Les portes s’ouvrent en chuintant. Je saute à quai. Je m’éloigne vers la sortie tandis que le train de mon quotidien poursuit sa voie. Sans dévier, il file jusqu’à Royan, une voix de synthèse l’a annoncé. Royan. On pourrait continuer, nous aussi. On pourrait s’évader. Je l’ai dit à Elle. Un jour, on pourrait se rendre à la petite gare près de chez nous. On pourrait monter dans le train de mon quotidien, mais alors ce serait un jour pas ordinaire, et nous enfuir jusque là-bas. On occulterait ordinaire et quotidien, forcément, puisque, passé le bout du quai de la petite gare, la voie nous est inconnue. On ferait comme si nous partions pour un long voyage. Au bout de la voie, on annoncerait qu’on arrive au terminus, Royan. On débarquerait dans une gare inconnue, on chercherait un taxi. On irait voir la mer. Ou plutôt l’ultime bout de la Gironde, enfin on ne sait pas bien. Une fois, nous étions montés en haut d’un phare, sur l’autre rive, et nous ne distinguions pas la limite avec certitude, le partage des eaux entre fleuve et océan. On voyait les arabesques limoneuses se heurter à la force de la houle. Les courants s’affrontaient. La frange avançait, puis reculait. Il n’y avait jamais de vainqueur.

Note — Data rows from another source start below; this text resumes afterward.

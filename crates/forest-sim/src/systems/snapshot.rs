//! Snapshot system: builds a `WorldSnapshot` from the current world state.

use hecs::{Entity, World};

use forest_core::components::{PhysicsBody, Seed, SeedStock, Tank, Tree};
use forest_core::events::SimEvent;
use forest_core::state::{ForestView, LightingView, SeedView, TankView, TreeView, WorldSnapshot};
use forest_core::types::{SimTime, Transform};

use crate::registry::Registry;

/// Build a complete snapshot. Membership sets fix the ordering of every list.
pub fn build_snapshot(
    world: &World,
    sets: &Registry,
    time: SimTime,
    lighting: LightingView,
    forest: ForestView,
    events: Vec<SimEvent>,
) -> WorldSnapshot {
    WorldSnapshot {
        time,
        lighting,
        forest,
        player: sets.player.and_then(|p| tank_view(world, p)),
        enemies: sets.enemies.iter().filter_map(|e| tank_view(world, e)).collect(),
        trees: sets.trees.iter().filter_map(|t| tree_view(world, t)).collect(),
        seeds: sets.seeds.iter().filter_map(|s| seed_view(world, s)).collect(),
        events,
    }
}

fn tank_view(world: &World, entity: Entity) -> Option<TankView> {
    let mut query = world
        .query_one::<(&Tank, &Transform, &PhysicsBody, Option<&SeedStock>)>(entity)
        .ok()?;
    let (tank, transform, body, stock) = query.get()?;
    Some(TankView {
        position: transform.position,
        heading: transform.heading(),
        turret_heading: transform.heading() + tank.turret,
        speed: body.velocity.length(),
        seeds: stock.map_or(0, |s| s.seeds),
    })
}

fn tree_view(world: &World, entity: Entity) -> Option<TreeView> {
    let mut query = world.query_one::<(&Tree, &Transform)>(entity).ok()?;
    let (tree, transform) = query.get()?;
    Some(TreeView {
        position: transform.position,
        phase: tree.phase,
        angle: tree.angle,
        dir: tree.dir,
        size: tree.size,
    })
}

fn seed_view(world: &World, entity: Entity) -> Option<SeedView> {
    let mut query = world.query_one::<(&Seed, &Transform)>(entity).ok()?;
    let (seed, transform) = query.get()?;
    Some(SeedView {
        position: transform.position,
        age: seed.age,
    })
}
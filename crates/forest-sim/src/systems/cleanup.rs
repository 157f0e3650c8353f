//! Cleanup system: disposes entities queued for removal.

use hecs::World;
use log::debug;

use forest_core::types::RenderHandle;

use crate::bridge::SceneBridge;
use crate::registry::Registry;

/// Dispose every queued entity: drop it from all sets, release its scene
/// instance and despawn it. Runs at the start of a tick so nothing removed
/// here is touched by that tick's update pass.
pub fn run(world: &mut World, sets: &mut Registry, bridge: &mut dyn SceneBridge) {
    for entity in sets.removals.drain() {
        let handle = world.get::<&RenderHandle>(entity).ok().map(|h| *h);
        sets.detach(entity, handle);
        if let Some(handle) = handle {
            bridge.dispose(handle);
        }
        if world.despawn(entity).is_ok() {
            debug!("disposed {entity:?}");
        }
    }
}
#[test]
fn test_day_night_intensities() {
    let mut noon = DayNight::new(true);
    noon.advance(60.0, DAY_LENGTH_SECS);
    assert!((noon.daytime - PI / 2.0).abs() < 1e-9);
    assert!((noon.sun_intensity - 0.4).abs() < 1e-9);
    assert!((noon.ambient_intensity - 0.4).abs() < 1e-9);

    let mut midnight = DayNight::new(true);
    midnight.advance(180.0, DAY_LENGTH_SECS);
    assert!(midnight.is_night());
    assert!((midnight.sun_intensity - 0.02).abs() < 1e-9);
    assert!((midnight.ambient_intensity - 0.2).abs() < 1e-9);

    let mut wrapped = DayNight::new(true);
    wrapped.advance(DAY_LENGTH_SECS + 60.0, DAY_LENGTH_SECS);
    assert!((wrapped.daytime - PI / 2.0).abs() < 1e-9);
}

#[test]
fn test_day_night_disabled_keeps_initial_light() {
    let mut frozen = DayNight::new(false);
    frozen.advance(100.0, DAY_LENGTH_SECS);
    assert_eq!(frozen.daytime, 0.0);
    assert_eq!(frozen.sun_intensity, INITIAL_SUN_INTENSITY);
    assert_eq!(frozen.ambient_intensity, INITIAL_AMBIENT_INTENSITY);
}

// ---- Physics ----

#[test]
fn test_integrate_consumes_acceleration() {
    let mut body = PhysicsBody::with_mass(2.0);
    physics::add_acceleration(&mut body, DVec3::new(0.0, 0.0, 6.0));
    let displacement = physics::integrate(&mut body, 0.5);
    assert_eq!(body.velocity, DVec3::new(0.0, 0.0, 3.0));
    assert_eq!(body.acceleration, DVec3::ZERO);
    assert_eq!(displacement, DVec3::new(0.0, 0.0, 1.5));
}

#[test]
fn test_environment_forces() {
    let tuning = Tuning::default();
    let mut body = PhysicsBody::with_mass(62.0);
    body.velocity = DVec3::new(62.0, 0.0, 0.0);
    physics::apply_environment(&mut body, &tuning);
    assert!((body.acceleration.x + 10.0).abs() < 1e-9);
    assert_eq!(body.acceleration.y, -GRAVITY);

    let mut bumped = PhysicsBody::default();
    bumped.velocity = DVec3::new(1.0, -2.0, 1.0);
    physics::on_collision(&mut bumped, &tuning);
    assert_eq!(bumped.velocity, DVec3::new(0.92, 0.0, 0.92));
}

Je sors de la petite gare. Au loin disparaissent les feux de mon train quotidien. Je vais le redire à Elle : nous pourrions continuer jusqu’à Royan. Et je sais qu’elle m’objectera que Royan, c’est moche, que ce n’est que du béton de reconstruction. J’insisterai. Je lui rappellerai que nous avons déjà visité l’église de la ville. Du béton, certes, mais une nef de toute beauté, toute ensoleillée de vitraux colorés. Je lui rappellerai les jardins, les orchidées et les oliviers. De toute façon, Royan ou ailleurs. L’essentiel est l’idée de l’évasion. La possibilité de s’éloigner facilement, avec un modeste billet pour le train du quotidien. Et puis, Royan, je disais ça comme ça, parce que c’est au bout de la voie, mais rien ne nous empêche de descendre plus tôt, pour arpenter des villes le nez au vent, et, sur les vieux quais pavés de la Charente, tenter de capter un peu de la part des anges. On peut rêver.